Activity: Would you please copy every line below that includes the string "impl"?

Dataset entries:

⟨

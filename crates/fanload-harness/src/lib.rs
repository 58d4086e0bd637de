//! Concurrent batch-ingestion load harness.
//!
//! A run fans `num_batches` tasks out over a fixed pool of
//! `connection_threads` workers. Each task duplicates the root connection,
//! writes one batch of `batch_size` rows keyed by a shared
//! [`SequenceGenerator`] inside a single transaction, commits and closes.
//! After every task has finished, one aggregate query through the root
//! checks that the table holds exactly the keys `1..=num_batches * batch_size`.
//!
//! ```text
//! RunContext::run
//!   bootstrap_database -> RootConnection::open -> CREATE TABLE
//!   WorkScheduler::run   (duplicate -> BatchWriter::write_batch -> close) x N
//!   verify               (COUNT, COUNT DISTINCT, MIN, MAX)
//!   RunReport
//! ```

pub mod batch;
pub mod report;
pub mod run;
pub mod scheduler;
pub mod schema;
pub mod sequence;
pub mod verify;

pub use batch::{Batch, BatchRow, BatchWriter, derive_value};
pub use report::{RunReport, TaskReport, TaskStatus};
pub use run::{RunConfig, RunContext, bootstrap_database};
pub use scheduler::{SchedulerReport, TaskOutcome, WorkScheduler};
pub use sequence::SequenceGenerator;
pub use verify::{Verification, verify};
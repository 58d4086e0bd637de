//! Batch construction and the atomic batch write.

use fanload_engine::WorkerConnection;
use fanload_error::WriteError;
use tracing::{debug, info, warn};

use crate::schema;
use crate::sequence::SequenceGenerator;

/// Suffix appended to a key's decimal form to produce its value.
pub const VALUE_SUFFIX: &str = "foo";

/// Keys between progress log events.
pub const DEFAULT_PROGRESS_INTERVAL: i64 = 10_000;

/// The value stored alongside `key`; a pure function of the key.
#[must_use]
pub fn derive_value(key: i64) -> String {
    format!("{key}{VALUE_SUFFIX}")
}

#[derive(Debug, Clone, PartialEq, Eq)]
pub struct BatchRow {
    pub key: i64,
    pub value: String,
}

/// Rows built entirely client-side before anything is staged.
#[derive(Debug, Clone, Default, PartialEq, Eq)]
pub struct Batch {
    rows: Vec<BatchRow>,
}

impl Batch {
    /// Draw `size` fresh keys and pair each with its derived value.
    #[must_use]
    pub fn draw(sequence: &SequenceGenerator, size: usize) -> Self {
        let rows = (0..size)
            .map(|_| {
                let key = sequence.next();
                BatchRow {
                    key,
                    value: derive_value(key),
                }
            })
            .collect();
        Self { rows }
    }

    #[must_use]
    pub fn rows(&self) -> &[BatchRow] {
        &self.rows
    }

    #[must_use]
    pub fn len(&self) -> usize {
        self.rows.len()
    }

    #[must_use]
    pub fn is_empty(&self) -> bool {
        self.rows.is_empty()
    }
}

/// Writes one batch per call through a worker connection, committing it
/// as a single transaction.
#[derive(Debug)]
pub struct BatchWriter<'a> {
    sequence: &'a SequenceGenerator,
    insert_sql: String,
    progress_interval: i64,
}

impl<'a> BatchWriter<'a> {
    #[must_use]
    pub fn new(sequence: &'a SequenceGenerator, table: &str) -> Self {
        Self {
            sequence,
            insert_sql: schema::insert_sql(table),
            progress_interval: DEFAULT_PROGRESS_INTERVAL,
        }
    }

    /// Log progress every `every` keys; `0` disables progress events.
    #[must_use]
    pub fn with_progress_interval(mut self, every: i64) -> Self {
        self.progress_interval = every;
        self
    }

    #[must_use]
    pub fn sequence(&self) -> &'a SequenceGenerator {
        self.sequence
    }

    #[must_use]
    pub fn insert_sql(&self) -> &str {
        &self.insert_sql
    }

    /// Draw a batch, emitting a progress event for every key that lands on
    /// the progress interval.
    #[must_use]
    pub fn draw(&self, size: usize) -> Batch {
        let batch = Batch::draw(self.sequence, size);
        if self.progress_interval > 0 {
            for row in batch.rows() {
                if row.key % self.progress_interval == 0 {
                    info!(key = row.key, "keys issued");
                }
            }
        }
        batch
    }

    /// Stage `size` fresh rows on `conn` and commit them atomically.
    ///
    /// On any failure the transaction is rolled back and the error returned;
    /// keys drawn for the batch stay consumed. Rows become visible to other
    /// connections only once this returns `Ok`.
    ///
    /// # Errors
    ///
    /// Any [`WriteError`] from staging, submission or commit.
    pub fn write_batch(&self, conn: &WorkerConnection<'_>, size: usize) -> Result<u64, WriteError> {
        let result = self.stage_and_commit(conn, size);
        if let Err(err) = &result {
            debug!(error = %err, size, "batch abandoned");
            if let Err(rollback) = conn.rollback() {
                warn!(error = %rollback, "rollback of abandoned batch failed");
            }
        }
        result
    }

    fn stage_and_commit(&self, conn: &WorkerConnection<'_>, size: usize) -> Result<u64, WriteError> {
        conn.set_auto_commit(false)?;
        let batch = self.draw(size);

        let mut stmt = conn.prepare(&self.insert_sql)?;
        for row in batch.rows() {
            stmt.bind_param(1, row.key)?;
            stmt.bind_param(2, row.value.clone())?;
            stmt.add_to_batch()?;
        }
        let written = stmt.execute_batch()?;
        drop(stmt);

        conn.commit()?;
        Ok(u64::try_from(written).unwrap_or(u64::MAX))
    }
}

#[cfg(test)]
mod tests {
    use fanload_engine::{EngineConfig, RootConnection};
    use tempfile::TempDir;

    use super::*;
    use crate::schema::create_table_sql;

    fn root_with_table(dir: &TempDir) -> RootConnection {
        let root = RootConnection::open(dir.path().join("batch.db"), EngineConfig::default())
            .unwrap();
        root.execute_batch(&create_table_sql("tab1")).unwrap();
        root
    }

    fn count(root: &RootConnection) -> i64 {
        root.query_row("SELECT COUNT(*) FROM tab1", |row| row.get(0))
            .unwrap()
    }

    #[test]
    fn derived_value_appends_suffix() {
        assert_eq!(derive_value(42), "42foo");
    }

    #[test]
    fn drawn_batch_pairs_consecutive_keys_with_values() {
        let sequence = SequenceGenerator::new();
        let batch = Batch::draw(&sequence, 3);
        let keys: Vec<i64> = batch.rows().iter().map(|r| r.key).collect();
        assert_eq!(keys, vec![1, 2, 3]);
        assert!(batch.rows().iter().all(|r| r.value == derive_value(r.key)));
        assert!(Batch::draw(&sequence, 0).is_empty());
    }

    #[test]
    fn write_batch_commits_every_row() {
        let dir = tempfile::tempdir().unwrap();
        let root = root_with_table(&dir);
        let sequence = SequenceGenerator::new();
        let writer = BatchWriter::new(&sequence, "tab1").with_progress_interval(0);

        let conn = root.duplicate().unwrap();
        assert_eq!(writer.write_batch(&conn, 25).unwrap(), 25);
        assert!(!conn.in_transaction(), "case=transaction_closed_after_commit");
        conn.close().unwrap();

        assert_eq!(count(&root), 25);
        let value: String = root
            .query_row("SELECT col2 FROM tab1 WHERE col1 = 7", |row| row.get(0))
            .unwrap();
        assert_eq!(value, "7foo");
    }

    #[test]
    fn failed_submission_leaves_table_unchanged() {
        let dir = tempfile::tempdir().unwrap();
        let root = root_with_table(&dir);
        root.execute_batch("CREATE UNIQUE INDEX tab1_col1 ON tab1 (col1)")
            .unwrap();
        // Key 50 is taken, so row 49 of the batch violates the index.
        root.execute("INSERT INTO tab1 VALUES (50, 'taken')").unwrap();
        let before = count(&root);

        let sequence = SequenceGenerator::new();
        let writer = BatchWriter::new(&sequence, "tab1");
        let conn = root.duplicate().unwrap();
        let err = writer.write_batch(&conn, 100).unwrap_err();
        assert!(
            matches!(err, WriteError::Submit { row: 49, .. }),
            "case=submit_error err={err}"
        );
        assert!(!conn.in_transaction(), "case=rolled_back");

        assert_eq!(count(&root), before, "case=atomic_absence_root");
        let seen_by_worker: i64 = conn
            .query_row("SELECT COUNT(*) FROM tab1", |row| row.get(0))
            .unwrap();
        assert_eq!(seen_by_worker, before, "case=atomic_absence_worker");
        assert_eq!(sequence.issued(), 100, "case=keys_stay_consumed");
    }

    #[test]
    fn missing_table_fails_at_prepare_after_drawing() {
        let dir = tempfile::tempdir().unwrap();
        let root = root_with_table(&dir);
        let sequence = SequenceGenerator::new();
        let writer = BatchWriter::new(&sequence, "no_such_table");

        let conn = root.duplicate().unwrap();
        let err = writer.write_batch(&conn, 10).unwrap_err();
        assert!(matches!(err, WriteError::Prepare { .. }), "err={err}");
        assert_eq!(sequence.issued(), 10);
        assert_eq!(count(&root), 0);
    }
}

⟩
⟨

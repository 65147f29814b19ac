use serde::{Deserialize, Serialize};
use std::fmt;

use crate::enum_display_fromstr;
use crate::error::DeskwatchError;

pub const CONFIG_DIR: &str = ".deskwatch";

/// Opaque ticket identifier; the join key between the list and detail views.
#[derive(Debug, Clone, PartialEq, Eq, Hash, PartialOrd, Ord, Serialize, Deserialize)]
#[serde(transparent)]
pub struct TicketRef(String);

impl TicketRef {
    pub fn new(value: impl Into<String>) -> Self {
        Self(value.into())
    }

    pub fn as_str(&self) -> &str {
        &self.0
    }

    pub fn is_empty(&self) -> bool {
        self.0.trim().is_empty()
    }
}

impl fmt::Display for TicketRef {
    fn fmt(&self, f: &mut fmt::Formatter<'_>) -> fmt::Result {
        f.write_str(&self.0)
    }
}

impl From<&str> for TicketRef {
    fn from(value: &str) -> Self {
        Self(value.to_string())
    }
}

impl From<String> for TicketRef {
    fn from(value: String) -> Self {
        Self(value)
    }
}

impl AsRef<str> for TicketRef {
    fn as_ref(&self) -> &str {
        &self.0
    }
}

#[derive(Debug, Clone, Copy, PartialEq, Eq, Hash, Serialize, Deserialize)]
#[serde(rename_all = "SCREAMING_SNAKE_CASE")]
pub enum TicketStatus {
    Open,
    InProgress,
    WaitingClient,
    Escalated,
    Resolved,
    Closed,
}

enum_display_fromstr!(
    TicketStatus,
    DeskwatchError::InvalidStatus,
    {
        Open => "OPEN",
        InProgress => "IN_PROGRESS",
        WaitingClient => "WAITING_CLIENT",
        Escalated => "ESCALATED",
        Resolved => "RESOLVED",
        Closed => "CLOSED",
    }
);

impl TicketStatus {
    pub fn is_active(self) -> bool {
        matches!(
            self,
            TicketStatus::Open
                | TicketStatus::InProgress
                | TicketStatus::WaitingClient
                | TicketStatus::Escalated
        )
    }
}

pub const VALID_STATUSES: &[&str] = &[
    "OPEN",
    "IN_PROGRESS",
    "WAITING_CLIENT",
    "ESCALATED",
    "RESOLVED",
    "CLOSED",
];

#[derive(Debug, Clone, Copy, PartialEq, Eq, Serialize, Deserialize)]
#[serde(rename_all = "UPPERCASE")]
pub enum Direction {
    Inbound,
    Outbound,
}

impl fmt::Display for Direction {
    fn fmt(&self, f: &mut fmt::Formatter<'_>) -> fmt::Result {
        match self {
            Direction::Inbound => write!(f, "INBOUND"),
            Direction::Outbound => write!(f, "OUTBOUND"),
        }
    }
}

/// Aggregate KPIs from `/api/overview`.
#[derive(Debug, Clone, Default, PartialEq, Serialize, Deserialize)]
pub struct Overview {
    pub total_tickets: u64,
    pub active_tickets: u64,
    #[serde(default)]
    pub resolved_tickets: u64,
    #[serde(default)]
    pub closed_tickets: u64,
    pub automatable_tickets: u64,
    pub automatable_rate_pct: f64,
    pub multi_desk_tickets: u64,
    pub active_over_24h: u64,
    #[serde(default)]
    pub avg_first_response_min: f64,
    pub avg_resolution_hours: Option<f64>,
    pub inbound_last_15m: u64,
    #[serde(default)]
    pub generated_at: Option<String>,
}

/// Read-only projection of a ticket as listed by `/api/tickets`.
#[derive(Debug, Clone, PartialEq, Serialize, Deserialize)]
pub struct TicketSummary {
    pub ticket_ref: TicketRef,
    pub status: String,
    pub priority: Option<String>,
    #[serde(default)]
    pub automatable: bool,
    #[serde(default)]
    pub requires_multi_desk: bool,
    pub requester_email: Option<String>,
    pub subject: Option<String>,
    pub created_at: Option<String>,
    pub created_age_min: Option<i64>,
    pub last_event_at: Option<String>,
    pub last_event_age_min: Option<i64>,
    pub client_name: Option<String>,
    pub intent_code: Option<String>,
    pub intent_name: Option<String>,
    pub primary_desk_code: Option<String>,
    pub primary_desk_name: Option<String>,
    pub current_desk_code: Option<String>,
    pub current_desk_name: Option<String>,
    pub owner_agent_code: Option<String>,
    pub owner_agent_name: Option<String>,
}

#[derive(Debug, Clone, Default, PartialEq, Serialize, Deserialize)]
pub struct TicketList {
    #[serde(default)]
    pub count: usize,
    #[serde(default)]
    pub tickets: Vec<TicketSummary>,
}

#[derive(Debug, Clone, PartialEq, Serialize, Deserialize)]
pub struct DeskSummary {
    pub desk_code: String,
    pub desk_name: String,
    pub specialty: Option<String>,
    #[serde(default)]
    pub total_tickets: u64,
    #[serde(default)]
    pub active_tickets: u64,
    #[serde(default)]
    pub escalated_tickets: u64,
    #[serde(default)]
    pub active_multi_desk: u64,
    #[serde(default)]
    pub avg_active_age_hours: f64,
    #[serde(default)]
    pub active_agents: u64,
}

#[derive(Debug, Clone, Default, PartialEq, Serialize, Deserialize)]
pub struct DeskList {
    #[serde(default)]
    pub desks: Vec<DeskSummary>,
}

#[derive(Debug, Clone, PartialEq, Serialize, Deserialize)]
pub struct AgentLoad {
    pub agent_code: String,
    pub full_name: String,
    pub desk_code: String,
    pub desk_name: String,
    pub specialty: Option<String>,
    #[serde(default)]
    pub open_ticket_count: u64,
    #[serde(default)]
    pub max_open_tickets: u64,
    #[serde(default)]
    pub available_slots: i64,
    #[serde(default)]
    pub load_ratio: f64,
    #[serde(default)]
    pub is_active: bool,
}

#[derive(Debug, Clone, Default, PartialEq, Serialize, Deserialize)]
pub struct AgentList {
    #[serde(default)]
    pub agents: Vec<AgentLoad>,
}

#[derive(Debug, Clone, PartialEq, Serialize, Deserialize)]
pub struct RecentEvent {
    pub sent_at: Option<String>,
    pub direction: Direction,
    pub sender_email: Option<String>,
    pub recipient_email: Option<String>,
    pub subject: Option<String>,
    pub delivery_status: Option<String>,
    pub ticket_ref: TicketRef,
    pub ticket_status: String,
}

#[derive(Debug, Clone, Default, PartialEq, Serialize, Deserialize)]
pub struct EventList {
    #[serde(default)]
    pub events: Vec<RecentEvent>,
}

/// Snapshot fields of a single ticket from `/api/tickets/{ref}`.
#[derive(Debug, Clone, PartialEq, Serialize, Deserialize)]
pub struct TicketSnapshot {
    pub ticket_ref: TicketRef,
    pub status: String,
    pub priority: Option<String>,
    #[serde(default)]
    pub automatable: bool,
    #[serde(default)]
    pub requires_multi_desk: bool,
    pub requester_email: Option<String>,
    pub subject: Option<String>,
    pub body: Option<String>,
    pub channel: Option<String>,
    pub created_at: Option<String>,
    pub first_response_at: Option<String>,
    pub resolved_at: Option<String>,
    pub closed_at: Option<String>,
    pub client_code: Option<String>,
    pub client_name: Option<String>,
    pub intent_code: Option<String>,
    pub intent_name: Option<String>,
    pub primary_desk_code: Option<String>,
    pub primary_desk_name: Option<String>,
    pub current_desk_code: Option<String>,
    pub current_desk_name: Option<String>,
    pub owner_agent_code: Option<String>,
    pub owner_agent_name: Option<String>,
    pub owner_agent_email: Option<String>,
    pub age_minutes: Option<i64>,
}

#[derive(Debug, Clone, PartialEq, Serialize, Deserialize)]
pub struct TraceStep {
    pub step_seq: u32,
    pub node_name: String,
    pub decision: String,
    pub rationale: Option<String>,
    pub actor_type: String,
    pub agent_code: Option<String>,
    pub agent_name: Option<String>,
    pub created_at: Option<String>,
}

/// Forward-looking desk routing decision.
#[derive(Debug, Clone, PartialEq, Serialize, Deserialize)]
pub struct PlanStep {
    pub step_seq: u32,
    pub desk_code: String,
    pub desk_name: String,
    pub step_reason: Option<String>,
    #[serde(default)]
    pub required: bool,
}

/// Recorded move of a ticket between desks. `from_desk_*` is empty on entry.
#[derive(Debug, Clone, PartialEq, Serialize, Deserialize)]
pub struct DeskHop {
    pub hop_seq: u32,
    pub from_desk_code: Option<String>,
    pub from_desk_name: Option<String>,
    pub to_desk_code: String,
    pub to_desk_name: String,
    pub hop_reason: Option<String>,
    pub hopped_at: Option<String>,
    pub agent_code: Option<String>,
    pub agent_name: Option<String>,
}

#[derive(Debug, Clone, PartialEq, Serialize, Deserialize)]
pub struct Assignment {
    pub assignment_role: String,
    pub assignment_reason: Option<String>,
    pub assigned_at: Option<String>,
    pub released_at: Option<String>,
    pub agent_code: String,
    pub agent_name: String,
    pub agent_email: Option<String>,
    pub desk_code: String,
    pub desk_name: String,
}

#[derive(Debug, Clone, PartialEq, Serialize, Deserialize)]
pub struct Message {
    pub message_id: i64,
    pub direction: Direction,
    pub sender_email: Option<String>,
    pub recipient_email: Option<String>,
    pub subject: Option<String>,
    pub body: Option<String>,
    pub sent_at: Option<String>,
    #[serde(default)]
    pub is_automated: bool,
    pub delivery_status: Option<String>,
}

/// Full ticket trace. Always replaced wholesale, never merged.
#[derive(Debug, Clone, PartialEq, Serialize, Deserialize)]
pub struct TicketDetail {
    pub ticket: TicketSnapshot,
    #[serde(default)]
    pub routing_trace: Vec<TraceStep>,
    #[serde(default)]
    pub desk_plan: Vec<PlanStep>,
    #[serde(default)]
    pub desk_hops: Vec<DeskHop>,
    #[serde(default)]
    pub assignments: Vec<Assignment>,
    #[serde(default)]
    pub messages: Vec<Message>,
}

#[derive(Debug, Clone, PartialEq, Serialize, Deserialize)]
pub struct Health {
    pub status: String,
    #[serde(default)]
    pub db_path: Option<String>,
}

⟩

Exercise solution:
impl Batch {
impl<'a> BatchWriter<'a> {
impl TicketRef {
    pub fn new(value: impl Into<String>) -> Self {
impl fmt::Display for TicketRef {
impl From<&str> for TicketRef {
impl From<String> for TicketRef {
impl AsRef<str> for TicketRef {
impl TicketStatus {
impl fmt::Display for Direction {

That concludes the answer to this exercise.